● GIVEN DATA:
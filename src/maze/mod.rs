//! The State-Space of a Maze: Tiles, Transitions and Costs

mod config;
pub use self::config::MazeConfig;

mod error;
pub use self::error::{FormatError, Result};

mod replay;
pub use self::replay::Replay;

mod tile;
pub use self::tile::Tile;

use crate::{Action, Cost, Point, PointSet};

/// A rectangular Grid of [`Tile`]s with one Initial Tile, at most one Key and any number of Goals.
///
/// The Maze is immutable once created. It answers the questions a search needs to ask
/// (where can I go from here, what does it cost, am I done) without knowing anything about
/// the search itself.
#[derive(Clone, Debug)]
pub struct Maze {
    width: usize,
    height: usize,
    tiles: Vec<Tile>,
    initial: Point,
    key: Option<Point>,
    key_set: PointSet,
    goals: PointSet,
    config: MazeConfig,
}

impl Maze {
    /// Creates a new Maze from its rows, using the default [`MazeConfig`].
    ///
    /// Every character has to be one of
    /// - `'X'`: a Wall
    /// - `'.'`: an open Tile
    /// - `'I'`: the Initial Tile (exactly one)
    /// - `'K'`: the Key (at most one)
    /// - `'G'`: a Goal
    /// - `'M'`: costly terrain
    ///
    /// ## Examples
    /// ```
    /// # use key_maze::{Maze, FormatError};
    /// let maze = Maze::new(&[
    ///     "XXXXX",
    ///     "XI.GX",
    ///     "XXXXX",
    /// ]);
    /// assert!(maze.is_ok());
    ///
    /// let broken = Maze::new(&["XI#GX"]);
    /// assert_eq!(broken.unwrap_err(), FormatError::UnknownTile { tile: '#', col: 2, row: 0 });
    /// ```
    pub fn new<S: AsRef<str>>(rows: &[S]) -> Result<Maze> {
        Maze::with_config(rows, MazeConfig::default())
    }

    /// Creates a new Maze from its rows with custom terrain Costs.
    ///
    /// See [`Maze::new`] for the format of the rows.
    pub fn with_config<S: AsRef<str>>(rows: &[S], config: MazeConfig) -> Result<Maze> {
        config.validate()?;

        let height = rows.len();
        let width = rows.first().map_or(0, |row| row.as_ref().chars().count());

        let mut tiles = Vec::with_capacity(width * height);
        let mut initial = None;
        let mut key = None;
        let mut goals = PointSet::default();

        for (row, line) in rows.iter().enumerate() {
            let line = line.as_ref();
            let found = line.chars().count();
            if found != width {
                return Err(FormatError::RaggedRow {
                    row,
                    expected: width,
                    found,
                });
            }
            for (col, c) in line.chars().enumerate() {
                let tile = Tile::from_char(c).ok_or(FormatError::UnknownTile { tile: c, col, row })?;
                match tile {
                    Tile::Initial => {
                        if initial.replace((col, row)).is_some() {
                            return Err(FormatError::MultipleInitial((col, row)));
                        }
                    }
                    Tile::Key => {
                        if key.replace((col, row)).is_some() {
                            return Err(FormatError::MultipleKeys((col, row)));
                        }
                    }
                    Tile::Goal => {
                        goals.insert((col, row));
                    }
                    Tile::Wall | Tile::Open | Tile::Costly => {}
                }
                tiles.push(tile);
            }
        }

        let initial = initial.ok_or(FormatError::MissingInitial)?;
        let key_set = key.into_iter().collect();

        re_debug!(
            "created {}x{} maze: initial {:?}, key {:?}, {} goal(s)",
            width,
            height,
            initial,
            key,
            goals.len()
        );

        Ok(Maze {
            width,
            height,
            tiles,
            initial,
            key,
            key_set,
            goals,
            config,
        })
    }

    /// The number of columns
    pub fn width(&self) -> usize {
        self.width
    }

    /// The number of rows
    pub fn height(&self) -> usize {
        self.height
    }

    /// The `(width, height)` of the Grid
    pub fn size(&self) -> (usize, usize) {
        (self.width, self.height)
    }

    /// The Costs this Maze was created with
    pub fn config(&self) -> &MazeConfig {
        &self.config
    }

    /// Where the Agent starts
    pub fn initial(&self) -> Point {
        self.initial
    }

    /// The Key, if this Maze has one
    pub fn key(&self) -> Option<Point> {
        self.key
    }

    /// All Goal Tiles
    pub fn goals(&self) -> &PointSet {
        &self.goals
    }

    /// The Tile at `pos`, or `None` if `pos` is outside of the Grid
    pub fn tile(&self, pos: Point) -> Option<Tile> {
        if pos.0 < self.width && pos.1 < self.height {
            Some(self.tiles[pos.1 * self.width + pos.0])
        } else {
            None
        }
    }

    /// `true` if `pos` is a Wall. Points outside of the Grid are not Walls.
    pub fn is_wall(&self, pos: Point) -> bool {
        self.tile(pos) == Some(Tile::Wall)
    }

    /// `true` if `pos` is one of the Goals
    pub fn is_goal(&self, pos: Point) -> bool {
        self.goals.contains(&pos)
    }

    /// `true` if `pos` is the Key
    pub fn is_key(&self, pos: Point) -> bool {
        self.key == Some(pos)
    }

    /// The Cost of entering `pos`.
    ///
    /// Walls are never entered, so their Cost is meaningless.
    ///
    /// ## Examples
    /// ```
    /// # use key_maze::Maze;
    /// let maze = Maze::new(&["I.MG"]).unwrap();
    /// assert_eq!(maze.cost((1, 0)), 1);
    /// assert_eq!(maze.cost((2, 0)), 3);
    /// ```
    pub fn cost(&self, pos: Point) -> Cost {
        match self.tile(pos) {
            Some(Tile::Costly) => self.config.costly_cost,
            _ => self.config.open_cost,
        }
    }

    /// All States reachable from `pos` in a single step, together with the Action leading there.
    ///
    /// Actions are tried in the order of [`Action::ALL`]; Walls and Points outside of the Grid
    /// are left out.
    ///
    /// ## Examples
    /// ```
    /// # use key_maze::{Maze, Action};
    /// let maze = Maze::new(&[
    ///     "XXX",
    ///     "XI.",
    ///     "X.X",
    /// ])
    /// .unwrap();
    ///
    /// let next: Vec<_> = maze.transitions((1, 1)).collect();
    /// assert_eq!(next, vec![(Action::Down, (1, 2)), (Action::Right, (2, 1))]);
    /// ```
    pub fn transitions(&self, pos: Point) -> impl Iterator<Item = (Action, Point)> + '_ {
        Action::all().filter_map(move |action| {
            action
                .apply(pos, self.size())
                .filter(|&next| !self.is_wall(next))
                .map(|next| (action, next))
        })
    }

    /// The States the Agent is currently heading for.
    ///
    /// Returns the Key as a single-element Set while `has_key` is `false`, and all Goals
    /// afterwards. A Maze without a Key returns an empty Set for `has_key == false`.
    pub fn objectives(&self, has_key: bool) -> &PointSet {
        if has_key {
            &self.goals
        } else {
            &self.key_set
        }
    }
}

● WORK INSTRUCTION: Extract from the records above the lines from the one containing "currently heading for." to the one containing "afterwards. A Maze", both lines included, exactly as they appear and with nothing else.

● RESPONSE FOR THIS EXERCISE:
    /// The States the Agent is currently heading for.
    ///
    /// Returns the Key as a single-element Set while `has_key` is `false`, and all Goals
    /// afterwards. A Maze without a Key returns an empty Set for `has_key == false`.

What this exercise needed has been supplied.